I lived in Alberta, he lived in Saskatchewan. So we didn’t see each other a whole lot, but when the Pandemic hit we started doing what I think of as garage sessions. Him in his, me in mine, beer fridges close by, and good conversation. When his wife passed away, I made a point of staying in touch because I worried about him living alone and being isolated. I not writing about it looking for accolades, that’s just what friends do. He would sit in his garage pontificating about politics, there were jokes and nostalgia. It was music to my ears. Through thousands of hours of telephone calls and a post-pandemic visit to my home, we talked about everything from his time overseas. We talked about his PTSD, and the loss of his wife to an aneurism. The emptiness he felt in his heart.
Gone just a week. I still have his number on my phone and forget he’s gone and go to check for a text or think, “I should call him.” Then the reality sinks in and I replace the phone. I cried for my friend, I miss him and there’s a hollow spot in my heart. But as they say, “This isn’t my first rodeo.”

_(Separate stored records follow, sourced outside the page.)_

//! Host channel bridge for outbound NUI notifications.
//!
//! The storefront runs as an overlay inside a host game client and mirrors
//! cart state to it over a one-way, best-effort channel. Delivery must never
//! block a cart operation and must never fail it: when the host is absent
//! (standalone development, preview) messages are logged and the call still
//! succeeds. No acknowledgment is ever read back.

use std::sync::Arc;

use chrono::Utc;
use rust_decimal::Decimal;
use serde::Serialize;
use serde_json::{Value, json};
use tracing::{debug, info, warn};

use nui_market_core::{CartLine, Product};

/// Actions recognized by the host process.
pub mod action {
    /// Emitted once at startup with the catalog size.
    pub const NUI_READY: &str = "nuiReady";
    /// A product was added to the cart (quantity delta 1).
    pub const ADD_TO_CART: &str = "addToCart";
    /// Full cart-state mirror after any mutation.
    pub const UPDATE_CART: &str = "updateCart";
    /// The cart is being checked out.
    pub const PROCESS_CHECKOUT: &str = "processCheckout";
    /// The overlay asks the host to close it.
    pub const CLOSE_NUI: &str = "closeNUI";
}

/// A one-way message to the host process.
#[derive(Debug, Clone, PartialEq, Eq, Serialize)]
pub struct NuiMessage {
    pub action: String,
    pub data: Value,
}

/// Delivery capability for [`NuiMessage`]s.
///
/// Implementations must not block the caller and must not surface failures;
/// anything that goes wrong is logged and swallowed.
pub trait HostTransport: Send + Sync {
    fn deliver(&self, message: NuiMessage);
}

/// Handle for sending host notifications. Cheaply cloneable.
#[derive(Clone)]
pub struct HostChannel {
    transport: Arc<dyn HostTransport>,
}

impl HostChannel {
    pub fn new(transport: impl HostTransport + 'static) -> Self {
        Self {
            transport: Arc::new(transport),
        }
    }

    /// Select the transport from configuration: a callback endpoint when the
    /// host is attached, log-only otherwise.
    #[must_use]
    pub fn from_config(callback_url: Option<&str>) -> Self {
        callback_url.map_or_else(
            || Self::new(LogTransport),
            |url| Self::new(CallbackTransport::new(url)),
        )
    }

    /// Send a message to the host. Never blocks, never fails.
    pub fn send(&self, action: &str, data: Value) {
        self.transport.deliver(NuiMessage {
            action: action.to_string(),
            data,
        });
    }
}

/// Fire-and-forget delivery to the host callback endpoint. The POST runs on
/// a spawned task; failures are logged, never propagated.
pub struct CallbackTransport {
    client: reqwest::Client,
    url: String,
}

impl CallbackTransport {
    #[must_use]
    pub fn new(url: &str) -> Self {
        Self {
            client: reqwest::Client::new(),
            url: url.to_string(),
        }
    }
}

impl HostTransport for CallbackTransport {
    fn deliver(&self, message: NuiMessage) {
        let client = self.client.clone();
        let url = self.url.clone();

        tokio::spawn(async move {
            let action = message.action.clone();
            match client.post(&url).json(&message).send().await {
                Ok(response) if response.status().is_success() => {
                    debug!(action, "delivered host notification");
                }
                Ok(response) => {
                    warn!(
                        action,
                        status = %response.status(),
                        "host rejected notification"
                    );
                }
                Err(error) => {
                    warn!(action, %error, "host notification delivery failed");
                }
            }
        });
    }
}

/// Host-absent transport: logs the message and reports success, so the
/// storefront stays usable outside the host process.
pub struct LogTransport;

impl HostTransport for LogTransport {
    fn deliver(&self, message: NuiMessage) {
        info!(
            action = %message.action,
            data = %message.data,
            "host channel message (no host attached)"
        );
    }
}

// =============================================================================
// Payloads
// =============================================================================

/// Wire payload builders. Keys are camelCase, as the host expects.
pub mod payload {
    use super::{CartLine, Decimal, Product, Utc, Value, json};

    fn timestamp_ms() -> i64 {
        Utc::now().timestamp_millis()
    }

    fn item_count(lines: &[CartLine]) -> u32 {
        lines.iter().map(|line| line.quantity).sum()
    }

    fn cart_total(lines: &[CartLine]) -> Decimal {
        lines.iter().map(CartLine::line_total).sum()
    }

    /// Payload for [`super::action::NUI_READY`].
    #[must_use]
    pub fn ready(product_count: usize, category_count: usize) -> Value {
        json!({
            "timestamp": timestamp_ms(),
            "productCount": product_count,
            "categoryCount": category_count,
        })
    }

    /// Payload for [`super::action::ADD_TO_CART`].
    #[must_use]
    pub fn product_added(product: &Product, quantity: u32) -> Value {
        json!({
            "product": product,
            "quantity": quantity,
            "timestamp": timestamp_ms(),
        })
    }

    /// Payload for [`super::action::UPDATE_CART`]: the full cart mirror.
    #[must_use]
    pub fn cart_state(lines: &[CartLine]) -> Value {
        json!({
            "items": lines,
            "count": item_count(lines),
            "total": cart_total(lines),
        })
    }

    /// Payload for [`super::action::PROCESS_CHECKOUT`].
    #[must_use]
    pub fn checkout(lines: &[CartLine]) -> Value {
        json!({
            "items": lines,
            "total": cart_total(lines),
            "timestamp": timestamp_ms(),
        })
    }
}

Death becomes more brazen as you age, you start losing people at a more frequent rate. Some are closer than others. Religious folks believe that death is the beginning of the infinite. Be it paradise or Dante’s Inferno. Atheists believe that when it’s over, it’s over! Lights out! Fade to black. Roll the credits.
No one really knows, except maybe the dead. It’s either nothing–bones to dust.– fading through generations. On the other hand, we or rather, I, could be getting my skin burned off in eternal hell for taking a peek at Penthouse magazine when we were 10, and digging what I saw.
This only solidifies why we should drink up every drop life affords us.
Live life and love the ones you’re with.